*** Records to use ***

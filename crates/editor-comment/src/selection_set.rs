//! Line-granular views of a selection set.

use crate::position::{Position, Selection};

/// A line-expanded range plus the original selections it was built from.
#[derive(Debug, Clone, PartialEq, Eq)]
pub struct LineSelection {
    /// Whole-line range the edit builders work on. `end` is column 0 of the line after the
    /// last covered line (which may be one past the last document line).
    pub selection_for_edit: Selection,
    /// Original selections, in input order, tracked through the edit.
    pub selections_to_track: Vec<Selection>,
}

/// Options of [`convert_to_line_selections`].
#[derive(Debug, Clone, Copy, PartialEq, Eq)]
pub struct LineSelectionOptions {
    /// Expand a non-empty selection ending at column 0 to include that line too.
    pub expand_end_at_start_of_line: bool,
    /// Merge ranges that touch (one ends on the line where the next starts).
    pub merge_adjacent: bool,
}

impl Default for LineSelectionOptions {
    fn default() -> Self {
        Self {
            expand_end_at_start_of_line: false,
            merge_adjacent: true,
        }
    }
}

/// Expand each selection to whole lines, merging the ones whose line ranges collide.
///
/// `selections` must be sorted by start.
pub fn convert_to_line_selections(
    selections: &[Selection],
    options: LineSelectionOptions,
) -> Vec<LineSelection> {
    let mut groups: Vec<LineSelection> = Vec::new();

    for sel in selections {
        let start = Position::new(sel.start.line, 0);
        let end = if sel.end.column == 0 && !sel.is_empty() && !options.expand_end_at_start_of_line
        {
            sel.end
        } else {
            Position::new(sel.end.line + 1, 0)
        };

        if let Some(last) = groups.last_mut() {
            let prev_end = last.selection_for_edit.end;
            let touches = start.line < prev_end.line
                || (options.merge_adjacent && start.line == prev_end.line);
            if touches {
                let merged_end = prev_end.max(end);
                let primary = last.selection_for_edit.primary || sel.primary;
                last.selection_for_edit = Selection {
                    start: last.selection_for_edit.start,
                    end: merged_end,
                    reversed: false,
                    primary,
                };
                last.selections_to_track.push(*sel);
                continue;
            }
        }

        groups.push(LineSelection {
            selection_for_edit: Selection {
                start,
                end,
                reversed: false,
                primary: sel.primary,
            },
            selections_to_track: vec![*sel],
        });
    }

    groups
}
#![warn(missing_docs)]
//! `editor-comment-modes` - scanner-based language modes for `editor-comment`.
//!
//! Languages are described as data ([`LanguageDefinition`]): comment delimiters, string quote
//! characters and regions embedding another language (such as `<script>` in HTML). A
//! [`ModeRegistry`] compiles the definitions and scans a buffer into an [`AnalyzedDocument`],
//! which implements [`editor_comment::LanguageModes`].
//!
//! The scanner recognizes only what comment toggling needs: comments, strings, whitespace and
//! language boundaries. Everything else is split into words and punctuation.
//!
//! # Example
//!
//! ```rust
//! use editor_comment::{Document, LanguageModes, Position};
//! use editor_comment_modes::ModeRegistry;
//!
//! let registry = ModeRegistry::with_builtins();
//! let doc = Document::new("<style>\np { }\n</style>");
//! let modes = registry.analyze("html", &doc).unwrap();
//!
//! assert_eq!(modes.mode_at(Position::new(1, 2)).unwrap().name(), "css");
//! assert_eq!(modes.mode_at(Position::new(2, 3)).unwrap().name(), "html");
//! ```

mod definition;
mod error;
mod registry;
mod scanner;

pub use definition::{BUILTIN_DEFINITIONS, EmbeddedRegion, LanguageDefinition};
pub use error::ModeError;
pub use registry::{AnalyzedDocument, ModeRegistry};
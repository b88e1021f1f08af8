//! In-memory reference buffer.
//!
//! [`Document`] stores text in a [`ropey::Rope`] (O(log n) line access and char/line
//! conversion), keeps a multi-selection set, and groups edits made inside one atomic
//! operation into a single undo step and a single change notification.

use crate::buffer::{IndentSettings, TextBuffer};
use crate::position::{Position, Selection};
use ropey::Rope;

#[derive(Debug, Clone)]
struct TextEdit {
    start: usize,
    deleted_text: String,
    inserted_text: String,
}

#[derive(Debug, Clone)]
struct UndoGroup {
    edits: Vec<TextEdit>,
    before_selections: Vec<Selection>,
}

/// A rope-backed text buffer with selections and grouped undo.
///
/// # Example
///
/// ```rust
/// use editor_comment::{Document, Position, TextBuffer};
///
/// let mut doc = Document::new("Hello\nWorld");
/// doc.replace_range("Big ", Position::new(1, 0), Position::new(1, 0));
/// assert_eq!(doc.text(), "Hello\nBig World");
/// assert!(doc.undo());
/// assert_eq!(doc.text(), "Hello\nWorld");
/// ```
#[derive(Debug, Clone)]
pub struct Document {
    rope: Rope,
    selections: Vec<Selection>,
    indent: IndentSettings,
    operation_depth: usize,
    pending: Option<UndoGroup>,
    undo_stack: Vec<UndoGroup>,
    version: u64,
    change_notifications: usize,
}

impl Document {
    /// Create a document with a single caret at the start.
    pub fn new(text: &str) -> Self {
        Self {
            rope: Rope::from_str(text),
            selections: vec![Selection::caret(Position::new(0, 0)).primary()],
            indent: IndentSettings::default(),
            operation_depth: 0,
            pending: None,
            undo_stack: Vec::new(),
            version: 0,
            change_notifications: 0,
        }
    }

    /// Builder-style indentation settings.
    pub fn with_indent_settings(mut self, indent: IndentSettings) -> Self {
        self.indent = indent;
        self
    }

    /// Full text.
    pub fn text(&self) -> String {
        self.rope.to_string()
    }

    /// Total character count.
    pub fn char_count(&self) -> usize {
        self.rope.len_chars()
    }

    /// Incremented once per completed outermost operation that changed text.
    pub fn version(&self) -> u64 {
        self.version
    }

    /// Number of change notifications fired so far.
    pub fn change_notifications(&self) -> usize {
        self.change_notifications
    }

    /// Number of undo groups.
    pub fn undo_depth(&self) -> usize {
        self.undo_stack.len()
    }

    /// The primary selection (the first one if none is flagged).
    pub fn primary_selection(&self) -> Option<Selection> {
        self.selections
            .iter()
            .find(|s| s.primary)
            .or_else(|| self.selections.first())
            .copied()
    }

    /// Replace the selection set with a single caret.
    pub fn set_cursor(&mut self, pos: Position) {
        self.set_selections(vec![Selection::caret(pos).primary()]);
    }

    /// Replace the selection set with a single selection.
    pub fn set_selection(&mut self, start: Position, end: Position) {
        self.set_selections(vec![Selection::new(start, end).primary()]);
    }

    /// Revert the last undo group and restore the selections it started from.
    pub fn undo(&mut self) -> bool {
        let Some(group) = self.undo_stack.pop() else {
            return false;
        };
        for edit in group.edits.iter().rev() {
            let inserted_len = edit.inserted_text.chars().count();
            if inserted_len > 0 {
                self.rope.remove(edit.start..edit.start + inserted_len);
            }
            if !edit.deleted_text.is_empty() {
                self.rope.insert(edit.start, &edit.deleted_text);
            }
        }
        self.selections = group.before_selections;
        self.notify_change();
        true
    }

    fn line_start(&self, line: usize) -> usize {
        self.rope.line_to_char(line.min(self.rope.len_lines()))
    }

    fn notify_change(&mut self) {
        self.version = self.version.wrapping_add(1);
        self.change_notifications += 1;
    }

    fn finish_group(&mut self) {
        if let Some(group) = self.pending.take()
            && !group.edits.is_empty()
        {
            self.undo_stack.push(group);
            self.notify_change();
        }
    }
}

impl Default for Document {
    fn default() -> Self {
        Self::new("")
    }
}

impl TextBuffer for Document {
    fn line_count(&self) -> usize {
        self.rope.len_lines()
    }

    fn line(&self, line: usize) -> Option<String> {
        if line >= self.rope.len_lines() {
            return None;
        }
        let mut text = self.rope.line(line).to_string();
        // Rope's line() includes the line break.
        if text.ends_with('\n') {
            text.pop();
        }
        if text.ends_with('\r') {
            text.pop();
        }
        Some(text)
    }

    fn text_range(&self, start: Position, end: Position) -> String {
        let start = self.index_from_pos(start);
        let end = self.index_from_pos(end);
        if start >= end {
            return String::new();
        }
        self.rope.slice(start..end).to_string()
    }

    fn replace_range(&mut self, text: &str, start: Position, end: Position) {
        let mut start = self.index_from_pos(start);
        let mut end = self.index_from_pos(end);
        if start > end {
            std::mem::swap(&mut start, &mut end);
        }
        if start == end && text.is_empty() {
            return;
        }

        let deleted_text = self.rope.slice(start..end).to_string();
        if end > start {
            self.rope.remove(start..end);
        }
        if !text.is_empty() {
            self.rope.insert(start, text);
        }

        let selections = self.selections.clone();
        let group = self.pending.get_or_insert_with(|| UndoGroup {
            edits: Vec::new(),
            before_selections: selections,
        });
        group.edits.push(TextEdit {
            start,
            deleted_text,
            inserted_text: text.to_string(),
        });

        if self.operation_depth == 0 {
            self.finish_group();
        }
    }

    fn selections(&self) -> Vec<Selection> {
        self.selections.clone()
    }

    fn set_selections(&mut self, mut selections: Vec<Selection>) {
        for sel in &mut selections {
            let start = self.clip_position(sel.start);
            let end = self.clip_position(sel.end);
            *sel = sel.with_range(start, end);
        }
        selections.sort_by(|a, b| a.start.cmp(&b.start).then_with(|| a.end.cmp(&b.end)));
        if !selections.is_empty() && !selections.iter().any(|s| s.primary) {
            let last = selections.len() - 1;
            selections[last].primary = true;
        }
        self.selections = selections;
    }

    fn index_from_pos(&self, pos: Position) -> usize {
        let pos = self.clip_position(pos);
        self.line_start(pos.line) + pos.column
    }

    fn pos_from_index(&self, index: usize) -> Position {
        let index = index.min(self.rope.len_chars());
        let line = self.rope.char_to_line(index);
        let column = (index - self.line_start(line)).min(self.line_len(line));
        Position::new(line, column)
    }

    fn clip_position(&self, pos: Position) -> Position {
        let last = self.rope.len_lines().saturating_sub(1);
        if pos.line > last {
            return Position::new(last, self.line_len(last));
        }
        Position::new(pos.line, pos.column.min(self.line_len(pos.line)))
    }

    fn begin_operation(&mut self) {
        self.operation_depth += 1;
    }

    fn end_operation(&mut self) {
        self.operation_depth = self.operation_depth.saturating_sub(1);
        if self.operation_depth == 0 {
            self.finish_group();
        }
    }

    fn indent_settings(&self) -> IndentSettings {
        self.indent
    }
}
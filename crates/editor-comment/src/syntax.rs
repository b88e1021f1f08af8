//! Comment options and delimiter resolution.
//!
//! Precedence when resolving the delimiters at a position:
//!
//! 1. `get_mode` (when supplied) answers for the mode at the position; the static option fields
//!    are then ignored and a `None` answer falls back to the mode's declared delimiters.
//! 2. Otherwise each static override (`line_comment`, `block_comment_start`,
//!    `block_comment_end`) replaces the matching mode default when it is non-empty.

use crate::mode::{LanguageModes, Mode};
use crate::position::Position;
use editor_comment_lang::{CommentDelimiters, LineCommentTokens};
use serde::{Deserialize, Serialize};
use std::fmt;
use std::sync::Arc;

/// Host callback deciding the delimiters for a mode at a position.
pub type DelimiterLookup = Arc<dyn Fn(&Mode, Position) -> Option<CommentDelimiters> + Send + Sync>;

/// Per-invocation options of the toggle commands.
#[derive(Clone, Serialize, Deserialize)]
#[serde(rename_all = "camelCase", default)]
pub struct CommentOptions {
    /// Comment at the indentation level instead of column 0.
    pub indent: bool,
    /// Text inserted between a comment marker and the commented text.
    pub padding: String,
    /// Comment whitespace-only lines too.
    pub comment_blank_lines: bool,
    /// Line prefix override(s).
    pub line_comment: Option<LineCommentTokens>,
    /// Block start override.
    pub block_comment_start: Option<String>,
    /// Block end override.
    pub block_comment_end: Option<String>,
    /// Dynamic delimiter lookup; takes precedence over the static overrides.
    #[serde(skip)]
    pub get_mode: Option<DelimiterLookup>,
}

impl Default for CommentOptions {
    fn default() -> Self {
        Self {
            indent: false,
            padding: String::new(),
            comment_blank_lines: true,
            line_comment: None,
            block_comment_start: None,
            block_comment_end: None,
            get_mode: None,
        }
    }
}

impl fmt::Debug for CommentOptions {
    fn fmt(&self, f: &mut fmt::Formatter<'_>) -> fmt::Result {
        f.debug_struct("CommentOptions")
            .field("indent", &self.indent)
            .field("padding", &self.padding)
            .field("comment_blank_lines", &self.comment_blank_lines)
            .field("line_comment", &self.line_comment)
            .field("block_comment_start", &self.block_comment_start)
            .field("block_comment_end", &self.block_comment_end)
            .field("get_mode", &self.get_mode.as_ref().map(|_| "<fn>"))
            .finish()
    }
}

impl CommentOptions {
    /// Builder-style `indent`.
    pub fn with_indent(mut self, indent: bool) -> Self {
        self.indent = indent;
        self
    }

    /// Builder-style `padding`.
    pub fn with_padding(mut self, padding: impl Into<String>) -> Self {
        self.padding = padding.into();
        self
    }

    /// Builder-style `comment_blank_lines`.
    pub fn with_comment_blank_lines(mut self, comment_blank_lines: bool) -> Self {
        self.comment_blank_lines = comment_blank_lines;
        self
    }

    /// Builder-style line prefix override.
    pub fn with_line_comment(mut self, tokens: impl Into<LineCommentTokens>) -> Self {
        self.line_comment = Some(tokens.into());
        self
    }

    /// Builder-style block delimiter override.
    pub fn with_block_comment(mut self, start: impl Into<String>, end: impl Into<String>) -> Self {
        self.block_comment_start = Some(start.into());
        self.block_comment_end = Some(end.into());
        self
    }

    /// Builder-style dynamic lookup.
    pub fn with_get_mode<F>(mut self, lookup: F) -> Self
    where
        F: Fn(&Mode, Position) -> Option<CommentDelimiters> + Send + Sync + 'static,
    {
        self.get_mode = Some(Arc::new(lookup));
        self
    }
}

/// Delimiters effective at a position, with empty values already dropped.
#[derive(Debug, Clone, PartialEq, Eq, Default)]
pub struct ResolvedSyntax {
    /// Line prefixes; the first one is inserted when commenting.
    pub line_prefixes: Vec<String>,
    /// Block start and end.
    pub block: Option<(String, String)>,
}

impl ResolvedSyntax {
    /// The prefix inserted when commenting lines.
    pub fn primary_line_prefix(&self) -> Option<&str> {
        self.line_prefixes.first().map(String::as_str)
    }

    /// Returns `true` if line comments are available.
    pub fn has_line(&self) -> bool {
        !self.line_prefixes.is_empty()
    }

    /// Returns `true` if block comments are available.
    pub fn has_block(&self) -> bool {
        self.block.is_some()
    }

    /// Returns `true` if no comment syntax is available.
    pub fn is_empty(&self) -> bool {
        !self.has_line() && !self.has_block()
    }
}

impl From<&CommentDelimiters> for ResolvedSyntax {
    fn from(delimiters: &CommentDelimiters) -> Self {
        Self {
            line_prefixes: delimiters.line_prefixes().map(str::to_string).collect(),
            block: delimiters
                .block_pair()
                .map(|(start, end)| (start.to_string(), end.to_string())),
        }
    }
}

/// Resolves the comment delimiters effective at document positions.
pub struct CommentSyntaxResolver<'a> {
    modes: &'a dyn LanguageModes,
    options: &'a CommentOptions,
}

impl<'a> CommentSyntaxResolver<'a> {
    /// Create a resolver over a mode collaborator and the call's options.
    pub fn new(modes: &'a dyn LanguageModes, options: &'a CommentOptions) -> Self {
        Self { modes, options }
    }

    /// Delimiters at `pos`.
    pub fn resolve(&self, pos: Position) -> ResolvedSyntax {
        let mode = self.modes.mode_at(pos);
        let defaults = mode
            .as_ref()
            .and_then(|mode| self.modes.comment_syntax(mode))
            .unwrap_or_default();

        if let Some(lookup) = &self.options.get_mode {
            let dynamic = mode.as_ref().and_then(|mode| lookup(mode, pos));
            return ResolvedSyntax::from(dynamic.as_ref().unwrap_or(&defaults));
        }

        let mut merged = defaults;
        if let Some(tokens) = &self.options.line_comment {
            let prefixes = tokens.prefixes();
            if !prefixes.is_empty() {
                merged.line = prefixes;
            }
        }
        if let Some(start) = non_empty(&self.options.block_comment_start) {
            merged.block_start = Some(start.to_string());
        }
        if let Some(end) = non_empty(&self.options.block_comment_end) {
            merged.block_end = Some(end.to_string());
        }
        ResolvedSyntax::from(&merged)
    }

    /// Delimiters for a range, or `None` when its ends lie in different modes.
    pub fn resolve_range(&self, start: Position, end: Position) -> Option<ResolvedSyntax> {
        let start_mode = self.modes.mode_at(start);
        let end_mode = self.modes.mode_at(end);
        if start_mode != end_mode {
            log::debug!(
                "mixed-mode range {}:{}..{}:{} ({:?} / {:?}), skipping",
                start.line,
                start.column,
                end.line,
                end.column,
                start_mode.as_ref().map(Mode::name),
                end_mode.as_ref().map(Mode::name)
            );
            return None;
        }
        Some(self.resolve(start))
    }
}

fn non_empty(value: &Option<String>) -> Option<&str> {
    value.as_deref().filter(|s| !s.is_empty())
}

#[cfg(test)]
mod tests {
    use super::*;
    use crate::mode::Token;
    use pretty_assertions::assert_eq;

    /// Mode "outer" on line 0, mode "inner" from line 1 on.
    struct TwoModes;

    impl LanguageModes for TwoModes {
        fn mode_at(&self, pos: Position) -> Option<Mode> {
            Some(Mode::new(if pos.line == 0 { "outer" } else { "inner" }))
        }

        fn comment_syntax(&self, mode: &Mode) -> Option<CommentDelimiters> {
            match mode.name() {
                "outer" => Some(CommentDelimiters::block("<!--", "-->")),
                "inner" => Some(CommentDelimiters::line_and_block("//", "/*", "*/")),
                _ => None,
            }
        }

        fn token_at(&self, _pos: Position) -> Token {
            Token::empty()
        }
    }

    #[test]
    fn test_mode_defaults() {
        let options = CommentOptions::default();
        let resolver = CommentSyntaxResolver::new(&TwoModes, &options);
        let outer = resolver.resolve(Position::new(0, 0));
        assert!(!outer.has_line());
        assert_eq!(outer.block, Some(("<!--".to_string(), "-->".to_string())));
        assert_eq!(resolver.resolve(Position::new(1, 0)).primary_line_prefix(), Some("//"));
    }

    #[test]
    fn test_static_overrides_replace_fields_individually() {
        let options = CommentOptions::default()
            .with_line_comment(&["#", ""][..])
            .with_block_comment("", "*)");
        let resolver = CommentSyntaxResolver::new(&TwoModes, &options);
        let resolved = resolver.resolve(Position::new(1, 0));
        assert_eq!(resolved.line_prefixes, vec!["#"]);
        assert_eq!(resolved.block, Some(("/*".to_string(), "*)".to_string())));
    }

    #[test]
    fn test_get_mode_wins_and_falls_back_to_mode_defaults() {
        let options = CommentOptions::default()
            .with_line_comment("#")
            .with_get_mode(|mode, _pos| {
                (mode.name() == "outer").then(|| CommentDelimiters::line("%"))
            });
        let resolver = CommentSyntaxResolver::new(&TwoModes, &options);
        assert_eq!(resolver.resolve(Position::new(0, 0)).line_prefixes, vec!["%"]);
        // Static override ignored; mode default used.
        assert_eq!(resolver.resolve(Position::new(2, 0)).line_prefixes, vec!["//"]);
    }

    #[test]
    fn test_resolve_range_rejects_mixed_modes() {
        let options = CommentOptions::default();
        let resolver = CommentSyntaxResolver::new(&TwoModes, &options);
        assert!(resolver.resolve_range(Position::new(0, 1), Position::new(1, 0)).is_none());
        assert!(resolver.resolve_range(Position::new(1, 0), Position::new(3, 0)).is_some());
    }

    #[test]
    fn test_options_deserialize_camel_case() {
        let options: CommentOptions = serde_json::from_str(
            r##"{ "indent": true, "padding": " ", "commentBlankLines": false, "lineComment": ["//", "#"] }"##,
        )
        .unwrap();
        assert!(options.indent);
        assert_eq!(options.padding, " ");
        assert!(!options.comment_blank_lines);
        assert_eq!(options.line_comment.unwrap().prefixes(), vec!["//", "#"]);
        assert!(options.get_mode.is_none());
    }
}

*** End of Records to use ***

__What you have to do__: Go line by line through the material above and return each one that includes "Create".

__Task output__:
    /// Create a document with a single caret at the start.
    /// Create a resolver over a mode collaborator and the call's options.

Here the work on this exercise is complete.